I’m not saying that all the women need to wear ‘skimpy bikinis’, I’m just making the point that the teams that are wearing the ‘sport hijab’ aren’t doing it because they have any kind of freedom, but because there is enormous societal pressure and political/legal/religious oppression, that extends beyond the games into their daily lives. Calling that ‘freedom’ is unreasonable, because the choice is either ‘wear these specific clothes (men-excluded) or face social outcast/death’
I completely agree that the frequent sexualisation of women’s sporting outfits is something which is still shitty and I’m not defending the objectification of talented athletes who want to be seen as skilled, rather than oggled for their body - but claiming that because the voluntary admission sports-team outfit is more revealing than necessary, doesn’t mean the athletes were forced into wearing it, and in the broader society, people in those same countries actually have the freedom to wear whatever they please, whether it’s ‘skimpy’ or not.

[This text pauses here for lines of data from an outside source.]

// src/handlers/auth.rs

use axum::{Json, extract::State, http::StatusCode, response::IntoResponse};
use serde_json::json;
use validator::Validate;

use crate::{
    error::AppError,
    models::user::{CreateUserRequest, LoginRequest},
    state::AppState,
    store::UserStore,
    utils::{
        hash::{hash_password, verify_password},
        jwt::sign_jwt,
    },
};

/// Registers a new user.
///
/// Hashes the password using Argon2 before storing it.
/// Returns 201 Created with a token, so registration logs the user in.
pub async fn register(
    State(state): State<AppState>,
    Json(payload): Json<CreateUserRequest>,
) -> Result<impl IntoResponse, AppError> {
    if let Err(validation_errors) = payload.validate() {
        return Err(AppError::Validation(validation_errors.to_string()));
    }

    let hashed_password = hash_password(&payload.password)?;

    let user = state
        .store
        .create_user(
            payload.name.trim(),
            payload.email.trim(),
            &hashed_password,
            payload.phone.as_deref(),
            "user",
        )
        .await?;

    let token = sign_jwt(
        user.id,
        &user.role,
        &state.config.jwt_secret,
        state.config.jwt_expiration,
    )?;

    Ok((
        StatusCode::CREATED,
        Json(json!({
            "token": token,
            "type": "Bearer",
            "user": user,
        })),
    ))
}

/// Authenticates a user and returns a JWT token.
///
/// Verifies the email and password against the database.
/// If valid, signs a JWT token with the user's ID and role.
pub async fn login(
    State(state): State<AppState>,
    Json(payload): Json<LoginRequest>,
) -> Result<impl IntoResponse, AppError> {
    if let Err(validation_errors) = payload.validate() {
        return Err(AppError::Validation(validation_errors.to_string()));
    }

    let user = state
        .store
        .user_by_email(payload.email.trim())
        .await?
        .ok_or(AppError::AuthError("Invalid email or password".to_string()))?;

    let is_valid = verify_password(&payload.password, &user.password_hash)?;

    if !is_valid {
        return Err(AppError::AuthError("Invalid email or password".to_string()));
    }

    let token = sign_jwt(
        user.id,
        &user.role,
        &state.config.jwt_secret,
        state.config.jwt_expiration,
    )?;

    Ok(Json(json!({
        "token": token,
        "type": "Bearer",
        "user": user,
    })))
}
#[async_trait]
impl CatalogStore for MemoryStore {
    async fn list_categories(&self) -> Result<Vec<Category>, AppError> {
        let inner = self.inner.lock().unwrap();
        let mut categories: Vec<Category> = inner
            .categories
            .iter()
            .filter(|c| c.active)
            .cloned()
            .collect();
        categories.sort_by(|a, b| a.name.cmp(&b.name));
        Ok(categories)
    }

    async fn get_category(&self, id: i64) -> Result<Option<Category>, AppError> {
        let inner = self.inner.lock().unwrap();
        Ok(inner.categories.iter().find(|c| c.id == id).cloned())
    }

    async fn create_category(&self, req: &CreateCategoryRequest) -> Result<Category, AppError> {
        let mut inner = self.inner.lock().unwrap();
        if inner
            .categories
            .iter()
            .any(|c| c.name.to_lowercase() == req.name.to_lowercase())
        {
            return Err(AppError::Conflict(format!(
                "A category named '{}' already exists",
                req.name
            )));
        }
        let category = Category {
            id: inner.next_id(),
            name: req.name.clone(),
            description: req.description.clone(),
            result_text: req.result_text.clone(),
            characteristics: req.characteristics.clone(),
            careers: req.careers.clone(),
            color: req.color.clone(),
            slug: None,
            active: true,
            created_at: Some(Utc::now()),
            updated_at: Some(Utc::now()),
        };
        inner.categories.push(category.clone());
        Ok(category)
    }

    async fn update_category(
        &self,
        id: i64,
        req: &UpdateCategoryRequest,
    ) -> Result<Category, AppError> {
        let mut inner = self.inner.lock().unwrap();
        if inner
            .categories
            .iter()
            .any(|c| c.id != id && c.name.to_lowercase() == req.name.to_lowercase())
        {
            return Err(AppError::Conflict(format!(
                "A category named '{}' already exists",
                req.name
            )));
        }
        let category = inner
            .categories
            .iter_mut()
            .find(|c| c.id == id)
            .ok_or(AppError::NotFound("Category not found".to_string()))?;
        category.name = req.name.clone();
        category.description = req.description.clone();
        category.result_text = req.result_text.clone();
        category.characteristics = req.characteristics.clone();
        category.careers = req.careers.clone();
        category.color = req.color.clone();
        if let Some(active) = req.active {
            category.active = active;
        }
        category.updated_at = Some(Utc::now());
        Ok(category.clone())
    }

    async fn delete_category(&self, id: i64) -> Result<(), AppError> {
        let (questions, results) = self.category_refs(id).await?;
        if questions > 0 {
            return Err(AppError::Conflict(format!(
                "Cannot delete category: {} question(s) reference it",
                questions
            )));
        }
        if results > 0 {
            return Err(AppError::Conflict(format!(
                "Cannot delete category: {} result(s) reference it",
                results
            )));
        }
        let mut inner = self.inner.lock().unwrap();
        let before = inner.categories.len();
        inner.categories.retain(|c| c.id != id);
        if inner.categories.len() == before {
            return Err(AppError::NotFound("Category not found".to_string()));
        }
        Ok(())
    }

    async fn category_refs(&self, id: i64) -> Result<(i64, i64), AppError> {
        let inner = self.inner.lock().unwrap();
        let questions = inner.questions.iter().filter(|q| q.category_id == id).count() as i64;
        let results = inner.results.iter().filter(|r| r.category_id == id).count() as i64;
        Ok((questions, results))
    }

    async fn list_questions(&self, category_id: Option<i64>) -> Result<Vec<Question>, AppError> {
        let inner = self.inner.lock().unwrap();
        let mut questions: Vec<Question> = inner
            .questions
            .iter()
            .filter(|q| q.active && category_id.is_none_or(|c| q.category_id == c))
            .cloned()
            .collect();
        questions.sort_by_key(|q| (q.category_id, q.display_order));
        Ok(questions)
    }

    async fn get_question(&self, id: i64) -> Result<Option<Question>, AppError> {
        let inner = self.inner.lock().unwrap();
        Ok(inner.questions.iter().find(|q| q.id == id).cloned())
    }

    async fn create_question(&self, req: &CreateQuestionRequest) -> Result<Question, AppError> {
        let mut inner = self.inner.lock().unwrap();
        if !inner.categories.iter().any(|c| c.id == req.category_id) {
            return Err(AppError::Validation("Category not found".to_string()));
        }
        let display_order = req.display_order.unwrap_or_else(|| {
            inner
                .questions
                .iter()
                .filter(|q| q.category_id == req.category_id)
                .map(|q| q.display_order)
                .max()
                .unwrap_or(0)
                + 1
        });
        let question = Question {
            id: inner.next_id(),
            text: req.text.clone(),
            category_id: req.category_id,
            question_type: req.question_type.clone().unwrap_or_else(|| "scale".to_string()),
            display_order,
            required: req.required.unwrap_or(true),
            active: true,
            created_at: Some(Utc::now()),
            updated_at: Some(Utc::now()),
        };
        inner.questions.push(question.clone());
        Ok(question)
    }

    async fn update_question(
        &self,
        id: i64,
        req: &UpdateQuestionRequest,
    ) -> Result<Question, AppError> {
        let mut inner = self.inner.lock().unwrap();
        if let Some(category_id) = req.category_id {
            if !inner.categories.iter().any(|c| c.id == category_id) {
                return Err(AppError::Validation("Category not found".to_string()));
            }
        }
        let question = inner
            .questions
            .iter_mut()
            .find(|q| q.id == id)
            .ok_or(AppError::NotFound("Question not found".to_string()))?;
        if let Some(text) = &req.text {
            question.text = text.clone();
        }
        if let Some(category_id) = req.category_id {
            question.category_id = category_id;
        }
        if let Some(question_type) = &req.question_type {
            question.question_type = question_type.clone();
        }
        if let Some(display_order) = req.display_order {
            question.display_order = display_order;
        }
        if let Some(required) = req.required {
            question.required = required;
        }
        if let Some(active) = req.active {
            question.active = active;
        }
        question.updated_at = Some(Utc::now());
        Ok(question.clone())
    }

    async fn disable_question(&self, id: i64) -> Result<(), AppError> {
        let mut inner = self.inner.lock().unwrap();
        let question = inner
            .questions
            .iter_mut()
            .find(|q| q.id == id)
            .ok_or(AppError::NotFound("Question not found".to_string()))?;
        question.active = false;
        Ok(())
    }

    async fn list_answer_options(&self) -> Result<Vec<AnswerOption>, AppError> {
        let inner = self.inner.lock().unwrap();
        let mut options: Vec<AnswerOption> =
            inner.options.iter().filter(|o| o.active).cloned().collect();
        options.sort_by_key(|o| o.position);
        Ok(options)
    }

    async fn get_answer_option(&self, id: i64) -> Result<Option<AnswerOption>, AppError> {
        let inner = self.inner.lock().unwrap();
        Ok(inner.options.iter().find(|o| o.id == id).cloned())
    }

    async fn create_answer_option(
        &self,
        req: &CreateAnswerOptionRequest,
    ) -> Result<AnswerOption, AppError> {
        let mut inner = self.inner.lock().unwrap();
        let position = req.position.unwrap_or_else(|| {
            inner.options.iter().map(|o| o.position).max().unwrap_or(0) + 1
        });
        let option = AnswerOption {
            id: inner.next_id(),
            label: req.label.clone(),
            value: req.value,
            position,
            description: req.description.clone(),
            active: true,
            created_at: Some(Utc::now()),
            updated_at: Some(Utc::now()),
        };
        inner.options.push(option.clone());
        Ok(option)
    }

    async fn update_answer_option(
        &self,
        id: i64,
        req: &UpdateAnswerOptionRequest,
    ) -> Result<AnswerOption, AppError> {
        let mut inner = self.inner.lock().unwrap();
        let option = inner
            .options
            .iter_mut()
            .find(|o| o.id == id)
            .ok_or(AppError::NotFound("Answer option not found".to_string()))?;
        option.label = req.label.clone();
        option.value = req.value;
        if let Some(position) = req.position {
            option.position = position;
        }
        option.description = req.description.clone();
        if let Some(active) = req.active {
            option.active = active;
        }
        option.updated_at = Some(Utc::now());
        Ok(option.clone())
    }

    async fn disable_answer_option(&self, id: i64) -> Result<(), AppError> {
        let mut inner = self.inner.lock().unwrap();
        let option = inner
            .options
            .iter_mut()
            .find(|o| o.id == id)
            .ok_or(AppError::NotFound("Answer option not found".to_string()))?;
        option.active = false;
        Ok(())
    }
}
use crate::config::Config;
use crate::store::Store;
use axum::extract::FromRef;
use std::sync::Arc;

#[derive(Clone)]
pub struct AppState {
    /// Persistence behind the store ports; `PgStore` in production, an
    /// in-memory implementation in the integration tests.
    pub store: Arc<dyn Store>,
    pub config: Config,
}

impl FromRef<AppState> for Config {
    fn from_ref(state: &AppState) -> Self {
        state.config.clone()
    }
}
// src/store/mod.rs

pub mod postgres;

use async_trait::async_trait;

use crate::error::AppError;
use crate::models::{
    answer_option::{AnswerOption, CreateAnswerOptionRequest, UpdateAnswerOptionRequest},
    attempt::{Attempt, AttemptSummary, CategoryResult, ResponseDetail},
    category::{Category, CreateCategoryRequest, UpdateCategoryRequest},
    question::{CreateQuestionRequest, Question, UpdateQuestionRequest},
    user::User,
};
use crate::scoring::CategoryScore;

pub use postgres::PgStore;

/// Identity persistence port.
#[async_trait]
pub trait UserStore: Send + Sync {
    /// Creates a user; duplicate email (case-insensitive) is a `Conflict`.
    async fn create_user(
        &self,
        name: &str,
        email: &str,
        password_hash: &str,
        phone: Option<&str>,
        role: &str,
    ) -> Result<User, AppError>;

    async fn user_by_email(&self, email: &str) -> Result<Option<User>, AppError>;

    async fn user_by_id(&self, id: i64) -> Result<Option<User>, AppError>;
}

/// Catalog persistence port: categories, questions and the answer scale.
/// The scoring path only ever reads through this trait.
#[async_trait]
pub trait CatalogStore: Send + Sync {
    async fn list_categories(&self) -> Result<Vec<Category>, AppError>;

    async fn get_category(&self, id: i64) -> Result<Option<Category>, AppError>;

    /// Duplicate name (case-insensitive) is a `Conflict`.
    async fn create_category(&self, req: &CreateCategoryRequest) -> Result<Category, AppError>;

    async fn update_category(
        &self,
        id: i64,
        req: &UpdateCategoryRequest,
    ) -> Result<Category, AppError>;

    /// Hard delete. Callers must check `category_refs` first; the store also
    /// refuses (Conflict) when questions or results still reference the row.
    async fn delete_category(&self, id: i64) -> Result<(), AppError>;

    /// (questions, results) referencing the category, soft-deleted included.
    async fn category_refs(&self, id: i64) -> Result<(i64, i64), AppError>;

    /// Active questions, ordered by (category, display_order).
    async fn list_questions(&self, category_id: Option<i64>) -> Result<Vec<Question>, AppError>;

    async fn get_question(&self, id: i64) -> Result<Option<Question>, AppError>;

    /// Assigns the next display_order within the category when none is given.
    async fn create_question(&self, req: &CreateQuestionRequest) -> Result<Question, AppError>;

    async fn update_question(
        &self,
        id: i64,
        req: &UpdateQuestionRequest,
    ) -> Result<Question, AppError>;

    /// Soft delete: flips active=false, preserving historical attempts.
    async fn disable_question(&self, id: i64) -> Result<(), AppError>;

    /// Active options, ordered by position.
    async fn list_answer_options(&self) -> Result<Vec<AnswerOption>, AppError>;

    async fn get_answer_option(&self, id: i64) -> Result<Option<AnswerOption>, AppError>;

    /// Appends after the last position when none is given.
    async fn create_answer_option(
        &self,
        req: &CreateAnswerOptionRequest,
    ) -> Result<AnswerOption, AppError>;

    async fn update_answer_option(
        &self,
        id: i64,
        req: &UpdateAnswerOptionRequest,
    ) -> Result<AnswerOption, AppError>;

    /// Soft delete.
    async fn disable_answer_option(&self, id: i64) -> Result<(), AppError>;
}

/// Attempt persistence port: attempts, responses and results.
#[async_trait]
pub trait AttemptStore: Send + Sync {
    async fn create_attempt(
        &self,
        user_id: Option<i64>,
        display_name: Option<&str>,
        display_email: Option<&str>,
    ) -> Result<Attempt, AppError>;

    /// Records one response, last-write-wins per (attempt, question).
    async fn upsert_response(
        &self,
        attempt_id: i64,
        question_id: i64,
        option_id: i64,
    ) -> Result<(), AppError>;

    /// The attempt's responses joined with question and option catalog rows.
    async fn response_details(&self, attempt_id: i64) -> Result<Vec<ResponseDetail>, AppError>;

    async fn has_results(&self, attempt_id: i64) -> Result<bool, AppError>;

    /// Writes all result rows and marks the attempt concluded in a single
    /// transaction. A failure is an `Integrity` error and leaves the attempt
    /// untouched (OPEN, retryable).
    async fn finalize_attempt(
        &self,
        attempt_id: i64,
        scores: &[CategoryScore],
        total_score: i64,
        dominant_category_id: Option<i64>,
    ) -> Result<(), AppError>;

    async fn get_attempt(&self, id: i64) -> Result<Option<Attempt>, AppError>;

    /// Flips the authorization latch. State checks live in the engine.
    async fn set_authorized(&self, id: i64) -> Result<Attempt, AppError>;

    /// Result rows with their categories, ordered by percent descending.
    async fn results_with_categories(
        &self,
        attempt_id: i64,
    ) -> Result<Vec<(CategoryResult, Category)>, AppError>;

    async fn list_attempts(
        &self,
        user_id: Option<i64>,
        limit: i64,
        offset: i64,
    ) -> Result<(Vec<AttemptSummary>, i64), AppError>;

    async fn has_completed(&self, user_id: i64) -> Result<bool, AppError>;

    /// The user's most recent concluded and authorized attempt, if any.
    async fn latest_authorized_attempt(&self, user_id: i64) -> Result<Option<Attempt>, AppError>;
}

/// Everything the application needs from persistence, as one object-safe
/// bundle so `AppState` can hold a single `Arc<dyn Store>`.
pub trait Store: UserStore + CatalogStore + AttemptStore {}

impl<T: UserStore + CatalogStore + AttemptStore> Store for T {}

Sure, the women on the western team are perhaps pressured into the bikinis from decades of objectification and commercial sex-appeal underwriting womens sports, but in their daily lives outside, they aren’t beholden to a religious dress code, and consequently have much more ‘freedom’. The argument can also be made that even though the ‘skimpy’ outfits are objectifying, the athletes would have known what the prevailing dress code at the sport was before they signed up, and were ‘okay’ with it - at least to the extent that they still participated.
well nobody is forcing anybody to wear anything in the western countries - the huge difference is that outside of the sporting environment, women can choose to wear or not wear ‘skimpy bikinis’ - but in a sharia observant country, there is no such allowance made, so the sports team outfit actually is indicative of the dress standards forced upon women and expected by society.
the fact this is even being suggested shows a lack of familiarity with Australia’s position on asylum seekers.
People from war-torn countries or fleeing genocide are held in international-law-violating limbo for decades, there’s no chance in hell that somebody from a developed country is getting political asylum here, especially with the current poisoned rhetoric on immigration.